Your ePub Is fine(andreklein.net)
868 points | 296 commentspage 5
charcircuit 1 day ago|
>but it can’t validate CSS against a renderer which is fundamentally broken!

The epub standard doesn't say what version of CSS must be supported. There were no guarantees modern CSS would work so I wouldn't call the renderer broken.

gsnedders 1 day ago||
You are of course correct that ePub nowadays doesn’t mandate a given version of CSS (though earlier versions did!), but that doesn’t matter in this case: it’s non-conforming according to even CSS level 1 (1996), per https://www.w3.org/TR/REC-CSS1-961217#forward-compatible-par...

> illegal values, or values with illegal parts, are treated as if the declaration weren't there at all

So a conforming implementation would ignore that max-width property declaration, not raise an error.

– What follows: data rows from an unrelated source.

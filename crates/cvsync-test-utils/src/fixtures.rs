//! The reference repository used across cvsync tests.
//!
//! Two modules on one pserver root:
//!
//! | module      | HEAD                         | fooTag       | fooBranch       | barBranch       | singleTag     | singleBranch  |
//! |-------------|------------------------------|--------------|-----------------|-----------------|---------------|---------------|
//! | `fooModule` | `head.txt`                   | `tag.txt`    | `branch.txt`    | -               | -             | -             |
//! | `barModule` | `barHead.txt`, `shared.txt`  | `barTag.txt` | `barBranch.txt` | `barBranch.txt` | `barHead.txt` | `barHead.txt` |
//!
//! `singleTag` and `singleBranch` cover one of the two live files of
//! `barModule`.
//! `wrongTag` exists nowhere.

use crate::mock_cvs::MockCvsServer;
use chrono::{DateTime, Duration, TimeZone, Utc};
use cvsync_core::{Module, Repository, RevisionSelector};

/// Collection of pre-built test fixtures.
#[derive(Debug)]
pub struct Fixtures;

impl Fixtures {
    /// CVSROOT of the reference repository.
    pub const ROOT: &'static str = ":pserver:cvsuser:cvs@localhost:/var/lib/cvs";
    /// First module.
    pub const FOO_MODULE: &'static str = "fooModule";
    /// Second module.
    pub const BAR_MODULE: &'static str = "barModule";
    /// Tag on every file of both modules.
    pub const FOO_TAG: &'static str = "fooTag";
    /// Branch present in both modules.
    pub const FOO_BRANCH: &'static str = "fooBranch";
    /// Branch present in `barModule` only.
    pub const BAR_BRANCH: &'static str = "barBranch";
    /// Tag on a single file of `barModule`.
    pub const SINGLE_TAG: &'static str = "singleTag";
    /// Branch on a single file of `barModule`.
    pub const SINGLE_BRANCH: &'static str = "singleBranch";
    /// A tag that does not exist.
    pub const WRONG_TAG: &'static str = "wrongTag";
    /// Polling depth used by repository fixtures.
    pub const POLLING_DEPTH: i32 = 3;

    /// Time of the first commit.
    #[must_use]
    pub fn epoch() -> DateTime<Utc> {
        Utc.with_ymd_and_hms(2011, 1, 1, 0, 0, 0).single().unwrap_or_default()
    }

    /// A time after every fixture commit.
    #[must_use]
    pub fn settled() -> DateTime<Utc> {
        Self::epoch() + Duration::days(30)
    }

    /// A server holding the reference repository.
    #[must_use]
    pub fn server() -> MockCvsServer {
        let server = MockCvsServer::new();
        let t = |days: i64| Self::epoch() + Duration::days(days);

        let root = Self::ROOT;
        let foo = Self::FOO_MODULE;
        server.commit(root, foo, "tag.txt", "tag", t(1));
        server.tag(root, foo, Self::FOO_TAG, &[]);
        server.remove(root, foo, "tag.txt", t(2));
        server.branch(root, foo, Self::FOO_BRANCH, &[]);
        server.commit_on_branch(root, foo, Self::FOO_BRANCH, "branch.txt", "branch", t(3));
        server.commit(root, foo, "head.txt", "head", t(4));

        let bar = Self::BAR_MODULE;
        server.commit(root, bar, "barTag.txt", "barTag", t(1));
        server.tag(root, bar, Self::FOO_TAG, &[]);
        server.remove(root, bar, "barTag.txt", t(2));
        server.branch(root, bar, Self::FOO_BRANCH, &[]);
        server.branch(root, bar, Self::BAR_BRANCH, &[]);
        server.commit_on_branch(root, bar, Self::FOO_BRANCH, "barBranch.txt", "barBranch", t(3));
        server.commit_on_branch(root, bar, Self::BAR_BRANCH, "barBranch.txt", "barBranch", t(3));
        server.commit(root, bar, "barHead.txt", "barHead", t(4));
        server.commit(root, bar, "shared.txt", "shared", t(4));
        server.tag(root, bar, Self::SINGLE_TAG, &["barHead.txt"]);
        server.branch(root, bar, Self::SINGLE_BRANCH, &["barHead.txt"]);

        server
    }

    /// A module of the reference repository.
    #[must_use]
    pub fn module(name: &str, location: RevisionSelector) -> Module {
        Module::new(name, location)
    }

    /// The reference repository with the given modules.
    #[must_use]
    pub fn repository(modules: impl IntoIterator<Item = Module>) -> Repository {
        let mut repo = Repository::new(Self::ROOT).with_polling_depth(Self::POLLING_DEPTH);
        repo.password_required = true;
        repo.modules.extend(modules);
        repo
    }

    /// `fooModule` alone.
    #[must_use]
    pub fn foo(location: RevisionSelector) -> Repository {
        Self::repository([Self::module(Self::FOO_MODULE, location)])
    }

    /// `fooModule` and `barModule`.
    #[must_use]
    pub fn foo_and_bar(foo: RevisionSelector, bar: RevisionSelector) -> Repository {
        Self::repository([
            Self::module(Self::FOO_MODULE, foo),
            Self::module(Self::BAR_MODULE, bar),
        ])
    }
}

And those earlier versions of ePub which defined a required subset of given CSS standards? The forwards-compatible parsing rules were part of their subset.

nightpool 1 day ago|||
No, the CSS spec is specifically designed to be forwards compatible because of exactly this issue. Any invalid CSS rule should only cause that specific line to be ignored, not the whole stylesheet. And certainly even if your CSS parser chokes in some specific case, it shouldn't cause your ereader to fail to load the entire book!
acdha 1 day ago|||
The parser is broken. The CSS standard says that parsers MUST ignore properties they don't recognize.
Ardren 1 day ago|||
ePub3 is CSS2.1 (+ some extras) CSS21 standard says "Illegal values. User agents must ignore a declaration with an illegal value."

Ignore != Fatal error

ninth_ant 1 day ago||
If the renderer completely fails because of a minor issue when parsing the css, that is broken.
unnouinceput 1 day ago||
I don't like .epub. I understand the reasons why this format exists, and I am 100% behind those reasons. But it's because I don't find any EPUB readers appealing to me. Just give me a FoxIt Reader clone for .epub, that's all. But naaaah!!, every single fucking e-pub reader that I tried must be a fucking library collector instead, like it's 2000's Windows Media Player style. I hate that.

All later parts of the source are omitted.